Лили несколько раз каталась на «багги» с Пьером в этой самой «коляске», и в ее глазах это было очень великолепное приобретение. Когда он сказал ей, что она будет принадлежать ей, она ахнула. Такие подарки были неизвестны на плантации. Но Лили была «воспитанным» членом хорошего общества, пусть ее круг и был мал, и она не собиралась смущаться от любого комплимента, который мужчина мог ей сделать. Она просто обмахивалась своим веером из перьев, может быть, немного взволнованно, когда сказала: «Вы, должно быть, шутите, мистер Пьер. Вы, безусловно, шутите». Но мистер Пьер не шутил. Он никогда в жизни не был более серьезен, и он сказал ей об этом, и неизвестно, что еще он бы ей сказал, если бы мистер Пит Питерс не подошел к навесу, чтобы остыть примерно в это время, и так как он почти задел ее плечо, Лили ничего не оставалось, как обратиться к нему с замечанием, а потом, конечно, он остановился и немного поболтал; и после того, что показалось разумным промежутком времени, достаточно долгим, чтобы не показалось, что она слишком этим воодушевлена, она заметила: «А, кстати, мистер Питерс, я должна рассказать вам, какой прекрасный рождественский подарок я только что получила из рук мистера Пьера. Он только что подарил мне свою коляску с желтыми колесами, и я, конечно, горжусь ею». Затем, повернувшись к Пьеру, она добавила: «Вы, безусловно, очень щедрый джентльмен, мистер Пьер — вы, безусловно, такой».

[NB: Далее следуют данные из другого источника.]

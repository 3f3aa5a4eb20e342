//! Feed buffer driven end to end against a mock backend.

use serde_json::json;
use wiremock::matchers::{body_partial_json, method, path};
use wiremock::{Mock, MockServer, ResponseTemplate};

use lokitos_backend::{PageProvider, RemoteFeed};
use lokitos_core::{BufferPolicy, FeedBuffer, LoadOutcome};
use lokitos_types::{FeedItem, ItemId, Video};

use crate::common::{client, mount_register_view, rows, video_row};

async fn mount_video_page(server: &MockServer, offset: usize, start: usize, count: usize) {
    Mock::given(method("POST"))
        .and(path("/rest/v1/rpc/feed_page"))
        .and(body_partial_json(json!({"kind": "videos", "offset": offset})))
        .respond_with(ResponseTemplate::new(200).set_body_json(rows(video_row, "v", start, count)))
        .expect(1)
        .mount(server)
        .await;
}

fn video_feed(server: &MockServer) -> FeedBuffer<RemoteFeed<Video>> {
    FeedBuffer::new(client(server).video_feed(), BufferPolicy::VIDEOS)
}

fn ids<T: FeedItem>(items: &[T]) -> Vec<String> {
    items.iter().map(|i| i.id().as_str().to_string()).collect()
}

#[tokio::test]
async fn scrolling_loads_pages_and_trims_the_window() {
    let server = MockServer::start().await;
    mount_register_view(&server).await;
    mount_video_page(&server, 0, 0, 5).await;
    mount_video_page(&server, 5, 5, 5).await;
    mount_video_page(&server, 10, 10, 5).await;
    mount_video_page(&server, 15, 15, 5).await;
    mount_video_page(&server, 20, 20, 2).await;

    let mut feed = video_feed(&server);
    feed.initialize(5, None).await.unwrap();
    assert_eq!(feed.window().len(), 5);

    let mut evicted = 0;
    let mut index = 0;
    while index < feed.window().len() {
        if let LoadOutcome::Loaded {
            eviction: Some(eviction),
            ..
        } = feed.on_viewport_index_changed(index).await.unwrap()
        {
            evicted += eviction.count;
        }
        index = feed.window().active_index() + 1;
    }

    let window = feed.window();
    assert_eq!(evicted, 7);
    assert_eq!(window.len(), BufferPolicy::VIDEOS.buffer_size_max);
    assert_eq!(ids(window.items()).first().map(String::as_str), Some("v7"));
    assert_eq!(ids(window.items()).last().map(String::as_str), Some("v21"));
    assert!(!window.has_more());
    assert_eq!(window.active_index(), window.len() - 1);
    assert_eq!(window.fetch_offset(), 25);
}

#[tokio::test]
async fn deep_link_positions_on_anchor() {
    let server = MockServer::start().await;
    Mock::given(method("POST"))
        .and(path("/rest/v1/rpc/feed_page"))
        .and(body_partial_json(json!({"offset": 0, "anchor_id": "v3"})))
        .respond_with(ResponseTemplate::new(200).set_body_json(rows(video_row, "v", 1, 5)))
        .expect(1)
        .mount(&server)
        .await;

    let mut feed = video_feed(&server);
    feed.initialize(5, Some(ItemId::new("v3"))).await.unwrap();

    assert_eq!(feed.window().active_index(), 2);
    assert_eq!(
        feed.window().active_item().map(|v| v.caption.as_str()),
        Some("video v3")
    );
}

#[tokio::test]
async fn failed_page_keeps_items_and_can_be_retried() {
    let server = MockServer::start().await;
    mount_register_view(&server).await;
    Mock::given(method("POST"))
        .and(path("/rest/v1/rpc/feed_page"))
        .and(body_partial_json(json!({"offset": 0})))
        .respond_with(ResponseTemplate::new(200).set_body_json(rows(video_row, "v", 0, 5)))
        .mount(&server)
        .await;
    // Both attempts of the first load-more fail, the next one succeeds.
    Mock::given(method("POST"))
        .and(path("/rest/v1/rpc/feed_page"))
        .and(body_partial_json(json!({"offset": 5})))
        .respond_with(ResponseTemplate::new(503))
        .up_to_n_times(2)
        .mount(&server)
        .await;
    Mock::given(method("POST"))
        .and(path("/rest/v1/rpc/feed_page"))
        .and(body_partial_json(json!({"offset": 5})))
        .respond_with(ResponseTemplate::new(200).set_body_json(rows(video_row, "v", 5, 5)))
        .mount(&server)
        .await;

    let mut feed = video_feed(&server);
    feed.initialize(5, None).await.unwrap();

    let err = feed.on_viewport_index_changed(2).await.unwrap_err();
    assert!(err.backend().is_some_and(|e| e.is_transient()));
    assert_eq!(feed.window().len(), 5);
    assert!(feed.window().has_more());
    assert!(!feed.window().is_loading());

    let outcome = feed.load_more().await.unwrap();
    assert!(matches!(outcome, LoadOutcome::Loaded { appended: 5, .. }));
    assert_eq!(feed.window().len(), 10);
}

#[tokio::test]
async fn view_is_counted_locally_and_remotely() {
    let server = MockServer::start().await;
    Mock::given(method("POST"))
        .and(path("/rest/v1/rpc/feed_page"))
        .respond_with(ResponseTemplate::new(200).set_body_json(rows(video_row, "v", 0, 5)))
        .mount(&server)
        .await;
    Mock::given(method("POST"))
        .and(path("/rest/v1/rpc/register_view"))
        .and(body_partial_json(json!({"item_id": "v0"})))
        .respond_with(ResponseTemplate::new(204))
        .expect(1)
        .mount(&server)
        .await;

    let mut feed = video_feed(&server);
    feed.initialize(5, None).await.unwrap();
    feed.on_viewport_index_changed(0).await.unwrap();
    assert_eq!(feed.window().items()[0].views_count, 1);

    feed.flush_views().await;
    assert_eq!(feed.pending_views(), 0);
    let received = server.received_requests().await.unwrap_or_default();
    assert!(received.iter().any(|r| r.url.path().ends_with("register_view")));
}

#[tokio::test]
async fn provider_reports_its_kind() {
    let server = MockServer::start().await;
    let backend = client(&server);
    assert_eq!(backend.post_feed().kind().to_string(), "posts");
    assert_eq!(backend.video_feed().kind().to_string(), "videos");
}
//! Like/dislike votes and their aggregate counters.

use serde::{Deserialize, Serialize};
use thiserror::Error;

#[derive(Debug, Clone, Copy, PartialEq, Eq, Hash, Serialize, Deserialize)]
#[serde(rename_all = "lowercase")]
pub enum VoteKind {
    Like,
    Dislike,
}

impl VoteKind {
    #[must_use]
    pub const fn as_str(self) -> &'static str {
        match self {
            Self::Like => "like",
            Self::Dislike => "dislike",
        }
    }
}

/// The viewer's own vote on an item. Encoded on the wire as `-1`, `0` or `1`.
#[derive(Debug, Clone, Copy, PartialEq, Eq, Hash, Default, Serialize, Deserialize)]
#[serde(try_from = "i8", into = "i8")]
pub enum UserVote {
    Disliked,
    #[default]
    None,
    Liked,
}

#[derive(Debug, Error, PartialEq, Eq)]
#[error("user_vote must be -1, 0 or 1 (got {0})")]
pub struct InvalidVoteError(pub i8);

impl TryFrom<i8> for UserVote {
    type Error = InvalidVoteError;

    fn try_from(value: i8) -> Result<Self, Self::Error> {
        match value {
            -1 => Ok(Self::Disliked),
            0 => Ok(Self::None),
            1 => Ok(Self::Liked),
            other => Err(InvalidVoteError(other)),
        }
    }
}

impl From<UserVote> for i8 {
    fn from(value: UserVote) -> Self {
        match value {
            UserVote::Disliked => -1,
            UserVote::None => 0,
            UserVote::Liked => 1,
        }
    }
}

impl From<VoteKind> for UserVote {
    fn from(kind: VoteKind) -> Self {
        match kind {
            VoteKind::Like => Self::Liked,
            VoteKind::Dislike => Self::Disliked,
        }
    }
}

/// Aggregate vote counters as returned by the vote toggle endpoint.
#[derive(Debug, Clone, Copy, PartialEq, Eq, Default, Serialize, Deserialize)]
pub struct VoteTally {
    #[serde(default)]
    pub likes_count: u64,
    #[serde(default)]
    pub dislikes_count: u64,
    #[serde(default)]
    pub user_vote: UserVote,
}

impl VoteTally {
    /// The tally after the viewer casts `kind`.
    ///
    /// Casting the same kind twice removes the vote; casting the opposite kind
    /// moves it. This mirrors the server so the UI can apply it optimistically.
    #[must_use]
    pub fn toggled(self, kind: VoteKind) -> Self {
        let mut next = self;
        match self.user_vote {
            UserVote::Liked => next.likes_count = next.likes_count.saturating_sub(1),
            UserVote::Disliked => next.dislikes_count = next.dislikes_count.saturating_sub(1),
            UserVote::None => {}
        }

        if self.user_vote == UserVote::from(kind) {
            next.user_vote = UserVote::None;
            return next;
        }

        match kind {
            VoteKind::Like => next.likes_count += 1,
            VoteKind::Dislike => next.dislikes_count += 1,
        }
        next.user_vote = kind.into();
        next
    }
}

#[cfg(test)]
mod tests {
    use super::{UserVote, VoteKind, VoteTally};

    fn tally(likes: u64, dislikes: u64, user_vote: UserVote) -> VoteTally {
        VoteTally {
            likes_count: likes,
            dislikes_count: dislikes,
            user_vote,
        }
    }

    #[test]
    fn like_then_like_restores_original() {
        let original = tally(4, 1, UserVote::None);
        let liked = original.toggled(VoteKind::Like);
        assert_eq!(liked, tally(5, 1, UserVote::Liked));
        assert_eq!(liked.toggled(VoteKind::Like), original);
    }

    #[test]
    fn dislike_moves_existing_like() {
        let liked = tally(5, 1, UserVote::Liked);
        assert_eq!(
            liked.toggled(VoteKind::Dislike),
            tally(4, 2, UserVote::Disliked)
        );
    }

    #[test]
    fn counters_never_underflow() {
        let inconsistent = tally(0, 0, UserVote::Liked);
        assert_eq!(
            inconsistent.toggled(VoteKind::Like),
            tally(0, 0, UserVote::None)
        );
    }

    #[test]
    fn user_vote_wire_encoding() {
        let parsed: VoteTally =
            serde_json::from_str(r#"{"likes_count":3,"dislikes_count":0,"user_vote":-1}"#)
                .unwrap();
        assert_eq!(parsed.user_vote, UserVote::Disliked);
        assert_eq!(serde_json::to_value(UserVote::Liked).unwrap(), 1);
        assert!(serde_json::from_str::<UserVote>("2").is_err());
    }

    #[test]
    fn missing_fields_default_to_zero() {
        let parsed: VoteTally = serde_json::from_str("{}").unwrap();
        assert_eq!(parsed, VoteTally::default());
    }
}
//! Client for the hosted backend that stores posts, videos, comments, votes,
//! follows and media.
//!
//! # Architecture
//!
//! - [`BackendClient`] - authenticated HTTP client; every other module adds
//!   inherent methods to it (content, media, social graph, notifications).
//! - [`PageProvider`] - the seam the feed buffer depends on. [`RemoteFeed`]
//!   implements it over the `feed_page` RPC; tests substitute in-memory fakes.
//! - [`SessionStore`] - the signed-in viewer, observable through a
//!   [`tokio::sync::watch`] channel.
//! - [`retry`] - exponential backoff for idempotent requests.
//!
//! # Wire Format
//!
//! JSON over HTTPS against a PostgREST-style surface:
//!
//! | Surface | Path |
//! |---------|------|
//! | Tables | `/rest/v1/{table}?{column}=eq.{value}` |
//! | RPC | `/rest/v1/rpc/{function}` (POST, JSON arguments) |
//! | Storage | `/storage/v1/upload` (multipart) |
//! | Auth | `/auth/v1/token`, `/auth/v1/logout` |
//!
//! # Error Handling
//!
//! Every call returns [`BackendError`]. Non-2xx responses carry the status and
//! a capped copy of the body; validation failures never reach the network.

mod client;
mod content;
mod feed;
mod media;
mod notifications;
pub mod retry;
mod session;
mod social;

pub use client::{AnonKey, BackendClient, BackendConfig};
pub use content::DeleteReport;
pub use feed::{PageProvider, PageRequest, RemoteFeed};
pub use session::{Session, SessionStore};

pub use lokitos_types;
pub use reqwest::StatusCode;

use lokitos_types::DraftError;

const MAX_ERROR_BODY_BYTES: usize = 16 * 1024;

#[derive(Debug, thiserror::Error)]
pub enum BackendError {
    #[error("backend error {status}: {body}")]
    Http { status: StatusCode, body: String },
    #[error("request failed after {attempts} attempts: {source}")]
    Connection {
        attempts: u32,
        #[source]
        source: reqwest::Error,
    },
    #[error("request failed: {0}")]
    Transport(#[from] reqwest::Error),
    #[error("invalid response: {0}")]
    Decode(#[from] serde_json::Error),
    #[error("sign in required")]
    NotSignedIn,
    #[error("{0} not found")]
    NotFound(String),
    #[error(transparent)]
    Validation(#[from] DraftError),
    #[error("invalid backend url: {0}")]
    Url(#[from] url::ParseError),
    #[error("backend url must use https: {0}")]
    InsecureUrl(String),
    #[error("anon key contains characters not allowed in a header")]
    InvalidAnonKey,
    #[error("cannot follow yourself")]
    SelfFollow,
}

impl BackendError {
    /// Whether the viewer must (re)authenticate before retrying.
    #[must_use]
    pub fn is_auth(&self) -> bool {
        match self {
            Self::NotSignedIn => true,
            Self::Http { status, .. } => {
                matches!(*status, StatusCode::UNAUTHORIZED | StatusCode::FORBIDDEN)
            }
            _ => false,
        }
    }

    /// Failures where trying the same call again later may succeed.
    #[must_use]
    pub fn is_transient(&self) -> bool {
        match self {
            Self::Connection { .. } | Self::Transport(_) => true,
            Self::Http { status, .. } => retry::is_retryable_status(*status),
            _ => false,
        }
    }
}

pub async fn read_capped_error_body(response: reqwest::Response) -> String {
    use futures_util::StreamExt;
    let mut body = Vec::new();
    let mut stream = response.bytes_stream();
    while let Some(chunk) = stream.next().await {
        let Ok(chunk) = chunk else { break };
        body.extend_from_slice(&chunk);
        if body.len() > MAX_ERROR_BODY_BYTES {
            body.truncate(MAX_ERROR_BODY_BYTES);
            let text = String::from_utf8_lossy(&body);
            return format!("{text}...(truncated)");
        }
    }
    String::from_utf8_lossy(&body).into_owned()
}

Питерс бросил на Лили один удивленный взгляд, но мгновенно понял по ее простодушному виду, что за подарком коляски ничего не стоит — то есть, что для нее это был просто рождественский подарок. Пьер не предлагал себя вместе с подарком. И если это так, ну что ж... он решил, что может сравниться с ним.

Он протянул руку и взял веер Лили из ее рук. Он поспешил сделать это, чтобы Пьер не взял его. Затем, обмахивая ее, он сказал: «Это правда, мисс Лили, что мистер Пьер подарил вам коляску? Это, безусловно, прекрасный рождественский подарок — это точно. И раз уж вы оказались обладательницей коляски, я надеюсь, вы позволите мне удовольствие подарить вам лошадь, чтобы запрячь ее в эту коляску». Он сделал изящный поклон, когда говорил, поклон, который сделал бы честь человеку из Нового Орлеана. Это было сделано настолько хорошо, что Лили бессознательно поклонилась в ответ, сказав с взглядом, в котором чувствовалась легкая лукавость: «О, перестаньте, мистер Питерс! Вы просто подшучиваете надо мной — вот что вы делаете».

«Никаких шуток, — сказал Питерс, широко ухмыляясь, когда заметил выражение лица Пьера. — Если вы окажете мне честь принять мою лошадь, мисс Лили, я буду самым гордым джентльменом на этой плантации».

На это она хихикнула и взяла свой веер в свою руку. А затем она повернулась к Пьеру.

«Вы, безусловно, задали моду на очень дорогие рождественские подарки на этой плантации, мистер Пьер — вы, безусловно, задали. И я хочу поблагодарить вас обоих очень любезно — я, безусловно, хочу».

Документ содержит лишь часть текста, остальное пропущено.